* **WHAT YOU ARE ASKED TO DO**
Up to and including the final line, please copy every line exactly, starting from the one that contains "impl_api_defaults!(InferenceService);" in the material below.

RECORDS FOR THIS EXERCISE section start

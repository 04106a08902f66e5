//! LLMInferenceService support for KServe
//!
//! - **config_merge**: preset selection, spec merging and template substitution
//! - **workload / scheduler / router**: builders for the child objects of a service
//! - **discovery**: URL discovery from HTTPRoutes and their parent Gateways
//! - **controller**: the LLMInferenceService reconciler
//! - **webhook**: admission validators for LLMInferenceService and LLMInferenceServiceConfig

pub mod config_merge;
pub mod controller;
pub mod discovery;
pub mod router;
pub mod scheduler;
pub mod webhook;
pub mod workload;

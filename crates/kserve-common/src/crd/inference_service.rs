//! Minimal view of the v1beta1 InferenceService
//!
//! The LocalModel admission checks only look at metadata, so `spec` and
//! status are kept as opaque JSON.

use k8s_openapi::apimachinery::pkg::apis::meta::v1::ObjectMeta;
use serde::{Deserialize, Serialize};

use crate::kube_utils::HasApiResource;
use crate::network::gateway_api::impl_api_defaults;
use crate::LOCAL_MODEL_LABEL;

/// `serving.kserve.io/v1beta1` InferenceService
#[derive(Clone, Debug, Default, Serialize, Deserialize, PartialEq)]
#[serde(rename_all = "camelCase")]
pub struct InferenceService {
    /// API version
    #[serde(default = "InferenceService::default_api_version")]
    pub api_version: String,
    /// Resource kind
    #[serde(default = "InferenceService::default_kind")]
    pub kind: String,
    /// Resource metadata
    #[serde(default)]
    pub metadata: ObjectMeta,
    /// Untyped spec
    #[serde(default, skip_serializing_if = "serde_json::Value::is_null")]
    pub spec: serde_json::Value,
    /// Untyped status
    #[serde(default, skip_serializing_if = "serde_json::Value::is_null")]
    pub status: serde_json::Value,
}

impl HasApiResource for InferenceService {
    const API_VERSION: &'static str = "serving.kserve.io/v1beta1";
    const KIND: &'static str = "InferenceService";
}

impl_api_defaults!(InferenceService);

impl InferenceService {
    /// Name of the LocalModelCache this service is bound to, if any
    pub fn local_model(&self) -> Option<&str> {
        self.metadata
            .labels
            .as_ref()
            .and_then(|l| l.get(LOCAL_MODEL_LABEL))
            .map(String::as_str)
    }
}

RECORDS FOR THIS EXERCISE section end

* **TASK RESULT**
impl_api_defaults!(InferenceService);

impl InferenceService {
    /// Name of the LocalModelCache this service is bound to, if any
    pub fn local_model(&self) -> Option<&str> {
        self.metadata
            .labels
            .as_ref()
            .and_then(|l| l.get(LOCAL_MODEL_LABEL))
            .map(String::as_str)
    }
}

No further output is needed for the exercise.